Album Review: Post-Nothing

This was an album that I picked up mostly because I had heard of the band without having ever actually heard them. And I thought the album cover looked pretty cool, like all the other black and white pictures on this blog. I really was expecting more of an indie rock subtly-gilding-roses Post-Nothing but was pretty pleased to have that expectation turned right on its head. These guys really wail out their choruses, which I've heard before from bands that sound like what I want to call alt-punk-pop, but these guys nail it for me. Sincerely wailed vocals over severely down picked and amplified chords work to produce something that is familiar but also somewhat endearing.
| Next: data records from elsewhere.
//! Sessionflow - checkout session reload pipeline
//!
//! Turns append-only raw checkout sessions and discount effects into three
//! deduplicated, business-ready datasets, rebuilt atomically on every run.

pub mod config;
pub mod model;
pub mod normalize;
pub mod reload;
pub mod storage;
pub mod transform;
pub mod utils;

pub use reload::{ReloadController, ReloadError, Stage};
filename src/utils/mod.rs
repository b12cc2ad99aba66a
//! Shared helpers for binaries.

pub mod bootstrap;
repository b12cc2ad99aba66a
//! Sessionflow full reload.
//!
//! Rebuilds canonical sessions, effect rollups and merged sessions from the
//! raw tables in one transaction. Takes no arguments; configuration comes from
//! `config.yaml`, `SESSIONFLOW_CONFIG` and `SESSIONFLOW__*` variables.

use tracing::{error, info};

use sessionflow::config::Config;
use sessionflow::storage;
use sessionflow::utils::bootstrap::init_tracing;
use sessionflow::ReloadController;

#[tokio::main]
async fn main() -> Result<(), Box<dyn std::error::Error>> {
    init_tracing();

    let config = Config::load(None)?;
    let pool = storage::connect(&config.storage).await?;

    let controller = ReloadController::new(pool.clone(), &config.pipeline);
    let result = controller.run().await;
    pool.close().await;

    match result {
        Ok(()) => {
            info!(path = %config.storage.path, "Reload finished");
            Ok(())
        }
        Err(e) => {
            error!(
                stage = %e.stage(),
                code = e.code().as_deref().unwrap_or(""),
                error = %e,
                "Reload aborted, previous snapshot kept"
            );
            Err(e.into())
        }
    }
}
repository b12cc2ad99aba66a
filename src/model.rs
//! Record types flowing through the pipeline.
//!
//! `Raw*` types mirror the append-only ingestion tables: every business
//! field is untyped, nullable text. The remaining types are the three
//! datasets the reload materializes.

use std::fmt;
use std::str::FromStr;

use chrono::{DateTime, NaiveDateTime, Utc};
use rust_decimal::Decimal;

/// A raw checkout session row as landed by ingestion.
#[derive(Debug, Clone, PartialEq, Eq)]
pub struct RawSession {
    /// Engine-assigned row id. Strictly increasing in append order.
    pub row_id: i64,
    pub session_id: String,
    pub created_at: Option<String>,
    pub state: Option<String>,
    pub total_usd: Option<String>,
    pub number_of_cart_items: Option<String>,
    pub store_integration_id: Option<String>,
    pub channel: Option<String>,
    pub source_file: Option<String>,
    pub load_ts: DateTime<Utc>,
}

/// A raw discount effect row as landed by ingestion.
#[derive(Debug, Clone, PartialEq, Eq)]
pub struct RawEffect {
    /// Engine-assigned row id. Strictly increasing in append order.
    pub row_id: i64,
    pub effect_id: Option<String>,
    pub session_id: String,
    pub effect_type: Option<String>,
    pub value: Option<String>,
    pub source_file: Option<String>,
    pub load_ts: DateTime<Utc>,
}

/// Fields of a raw session before the store assigns a row id.
#[derive(Debug, Clone, Default, PartialEq, Eq)]
pub struct NewRawSession {
    pub session_id: String,
    pub created_at: Option<String>,
    pub state: Option<String>,
    pub total_usd: Option<String>,
    pub number_of_cart_items: Option<String>,
    pub store_integration_id: Option<String>,
    pub channel: Option<String>,
    pub source_file: Option<String>,
}

/// Fields of a raw effect before the store assigns a row id.
#[derive(Debug, Clone, Default, PartialEq, Eq)]
pub struct NewRawEffect {
    pub effect_id: Option<String>,
    pub session_id: String,
    pub effect_type: Option<String>,
    pub value: Option<String>,
    pub source_file: Option<String>,
}

/// Sales channel of a session.
#[derive(Debug, Clone, Copy, PartialEq, Eq, Hash)]
pub enum Channel {
    Online,
    Offline,
}

impl Channel {
    pub fn as_str(&self) -> &'static str {
        match self {
            Channel::Online => "Online",
            Channel::Offline => "Offline",
        }
    }
}

impl fmt::Display for Channel {
    fn fmt(&self, f: &mut fmt::Formatter<'_>) -> fmt::Result {
        f.write_str(self.as_str())
    }
}

/// Error returned when a stored channel label is neither `Online` nor `Offline`.
#[derive(Debug, Clone, PartialEq, Eq, thiserror::Error)]
#[error("unknown channel: {0}")]
pub struct UnknownChannel(pub String);

impl FromStr for Channel {
    type Err = UnknownChannel;

    fn from_str(s: &str) -> Result<Self, Self::Err> {
        match s {
            "Online" => Ok(Channel::Online),
            "Offline" => Ok(Channel::Offline),
            other => Err(UnknownChannel(other.to_string())),
        }
    }
}

/// One deduplicated, normalized session.
#[derive(Debug, Clone, PartialEq, Eq)]
pub struct CanonicalSession {
    pub session_id: String,
    pub created_at: Option<NaiveDateTime>,
    pub state: Option<String>,
    pub total_usd: Option<Decimal>,
    pub number_of_cart_items: Option<i64>,
    pub store_integration_id: Option<String>,
    pub channel: Channel,
    pub source_load_ts: DateTime<Utc>,
}

/// Discount total for a session that has at least one effect.
#[derive(Debug, Clone, PartialEq, Eq)]
pub struct EffectRollup {
    pub session_id: String,
    pub discount_amount_usd: Decimal,
    /// Lexicographically greatest effect type seen for the session.
    ///
    /// Chosen over every effect type, not only discount types. It carries no
    /// business meaning and should not be used to classify sessions.
    pub representative_effect_type: String,
    pub source_load_ts: DateTime<Utc>,
}

/// A canonical session joined with its discount and derived metrics.
#[derive(Debug, Clone, PartialEq, Eq)]
pub struct MergedSession {
    pub session_id: String,
    pub created_at: Option<NaiveDateTime>,
    pub state: Option<String>,
    pub total_usd: Option<Decimal>,
    pub number_of_cart_items: Option<i64>,
    pub store_integration_id: Option<String>,
    pub channel: Channel,
    pub discount_amount_usd: Decimal,
    pub net_revenue: Option<Decimal>,
    pub discount_depth: Option<Decimal>,
    pub source_load_ts: DateTime<Utc>,
}

#[cfg(test)]
mod tests {
    use super::*;

    #[test]
    fn test_channel_labels() {
        assert_eq!(Channel::Online.to_string(), "Online");
        assert_eq!("Offline".parse::<Channel>(), Ok(Channel::Offline));
        assert_eq!(
            "offline".parse::<Channel>(),
            Err(UnknownChannel("offline".to_string()))
        );
    }
}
The way they sing about hating girls, young guys leaving town, and rocking out, these are all familiar motifs in rock and roll. I guess if I would have one complaint is that they seem to stay fairly in the box with their sound, structure and lyrics. It's not like they don't do any of it well, but I'm not sure their pushing anything or doing anything provocative. A couple of times I kind of wondered if this was really just a creed side band, which sounds pretty bad on the outside, but a well produced, bread and butter, get your common rock tropes here album is pretty much what creed made, and in some ways what the Japandroids are doing. Now on some tracks they do really dig into grooves and let loose on some stuff that is probably too left of center to really fit the whole creed comparison, and when they do that I them best.  I would recommend checking out the whole album as its pretty short light and fun, but the tracks Young Hearts Spark Fire, Wet Hair, and Heart Sweats really made me feel the most energetic and happy listening to them. In a popular video on the power of music, Oliver Sacks quotes Emmanuel Kant as calling music the "quickening art" and although this music is sometimes slowed by how much it plays into common tropes, it's sincerity and lightness really make it a fun and enlivening listen. Try it!